$\textbf{GOAL}$ : We want to get a correct CD algorithm

In [1]:
using LinearAlgebra, Printf, Statistics, Random

# Coordinate Descent (CD)


Let $f:\mathbb R^{n}\to\mathbb R$ $C^1$, convex and with gradient of f $L_{max}$-Lispschitz. Then a penalty function separable $g$ such as we want minimize $F:=f+\lambda g$, for a hyperparameter $\lambda$, 

Typical choices of separable penalty $\Omega_i(t)=|t|$ ($\ell\_1$‐norm), $\Omega_i=\iota_{[a_i,b_i]}$ (indicator of a coordinate box)
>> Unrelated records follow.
use crate::domain::models::directory::{Employee, Profile, WalkInClient};
use crate::domain::ports::DirectoryRepository;
use crate::error::AppError;
use async_trait::async_trait;
use sqlx::PgPool;

pub struct PostgresDirectoryRepo {
    pool: PgPool,
}

impl PostgresDirectoryRepo {
    pub fn new(pool: PgPool) -> Self { Self { pool } }
}

#[async_trait]
impl DirectoryRepository for PostgresDirectoryRepo {
    async fn create_profile(&self, p: &Profile) -> Result<Profile, AppError> {
        sqlx::query_as::<_, Profile>(
            "INSERT INTO profiles (id, full_name, email, phone, created_at) VALUES ($1, $2, $3, $4, $5) RETURNING *"
        )
            .bind(&p.id).bind(&p.full_name).bind(&p.email).bind(&p.phone).bind(p.created_at)
            .fetch_one(&self.pool).await.map_err(AppError::Database)
    }

    async fn find_profile(&self, id: &str) -> Result<Option<Profile>, AppError> {
        sqlx::query_as::<_, Profile>("SELECT * FROM profiles WHERE id = $1")
            .bind(id)
            .fetch_optional(&self.pool).await.map_err(AppError::Database)
    }

    async fn create_employee(&self, e: &Employee) -> Result<Employee, AppError> {
        sqlx::query_as::<_, Employee>(
            "INSERT INTO employees (id, business_id, full_name, email, created_at) VALUES ($1, $2, $3, $4, $5) RETURNING *"
        )
            .bind(&e.id).bind(&e.business_id).bind(&e.full_name).bind(&e.email).bind(e.created_at)
            .fetch_one(&self.pool).await.map_err(AppError::Database)
    }

    async fn find_employee(&self, id: &str) -> Result<Option<Employee>, AppError> {
        sqlx::query_as::<_, Employee>("SELECT * FROM employees WHERE id = $1")
            .bind(id)
            .fetch_optional(&self.pool).await.map_err(AppError::Database)
    }

    async fn create_walk_in(&self, c: &WalkInClient) -> Result<WalkInClient, AppError> {
        sqlx::query_as::<_, WalkInClient>(
            "INSERT INTO walk_in_clients (id, business_id, full_name, phone, created_at) VALUES ($1, $2, $3, $4, $5) RETURNING *"
        )
            .bind(&c.id).bind(&c.business_id).bind(&c.full_name).bind(&c.phone).bind(c.created_at)
            .fetch_one(&self.pool).await.map_err(AppError::Database)
    }

    async fn find_walk_in(&self, id: &str) -> Result<Option<WalkInClient>, AppError> {
        sqlx::query_as::<_, WalkInClient>("SELECT * FROM walk_in_clients WHERE id = $1")
            .bind(id)
            .fetch_optional(&self.pool).await.map_err(AppError::Database)
    }
}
For each \$i\in{1,\dots,n}\$ define the smallest \$L\_i>0\$ such that, $\forall x\in\mathbb R^{n},t\in\mathbb R$, 
$
\bigl|[\partial f(x+te_i)]_i-[\partial f(x)]_i\bigr|
\leq L_i|t|
$
and we set  $L_{\max}:=\max_{1\le i\le n}L_i$


**Property** (Pourquoi celle là ? jsp mais je la trouve intéressante donc je la note) [**Strong** convexity]
If there exists, $\forall x,y$,  $\sigma>0$ with
$$ f(y)\ge f(x)+\partial f(x)^{\top}(y-x)+\tfrac{\sigma}{2}\|y-x\|_2^{2}$$
then $f$ is $ \sigma $-strongly convex.

*We prefer a large $\sigma$ to converge faster (strong curvature) than low $sigma$. Moreover, we are only convex if $\sigma=0$.*


The main idea of the method is to optimize one dimension at the time. So, we fix $i \in \llbracket 1,n\rrbracket$ and we optimise from $x\in \mathbb{R}^n$ to $y:=x+(\chi-x_i)e_i$ where $\chi \in \mathbb{R}$. We have to find $\chi$.

By Lipschitzity of the gradient of L using Taylor expansion,   
$$
f\bigl(y)\le\ f(x)+ [\nabla f(x)]_i(\chi-x_i) + \frac{L_i}{2}(\chi-x_i)^2
$$
 
So,
$[F(y)-F(x)]_i \leq  [\partial f(x)]_i(\chi-x_i)+\frac{L_i}{2}(\chi-x_i)^2 +\lambda\bigl[\Omega_i(\chi)-\Omega_i(x_i)\bigr] $.
Then, we want the smallest upper bound, that's to say for $\alpha\le 1/L_i$,
$$\chi^* := \argmin_\chi [\partial f(x)]_i(\chi-x_i)+\frac{1}{2\alpha}(\chi-x_i)^2+\lambda\Omega_i(\chi) $$
So we have for this $\chi^*$ (optimal) descending iteration $F(y)-F(x) \leq 0 \Longleftrightarrow F(x+(\chi^*-x_i)e_i) \leq F(x)$

We can remark that, $$\chi^* = \operatorname{prox}_{\alpha,\lambda\Omega_i}\!\bigl(x_i-\alpha[\nabla f(x)]_i\bigr)$$

In the following we use the cyclic algorithm 2 of
> Coordinate Descent Algorithms, Stephen J. Wright *(https://arxiv.org/pdf/1502.04759)*

# LASSO

To resolve LASSO, we need to find these $L_i$ and the explicit form of the proximal. 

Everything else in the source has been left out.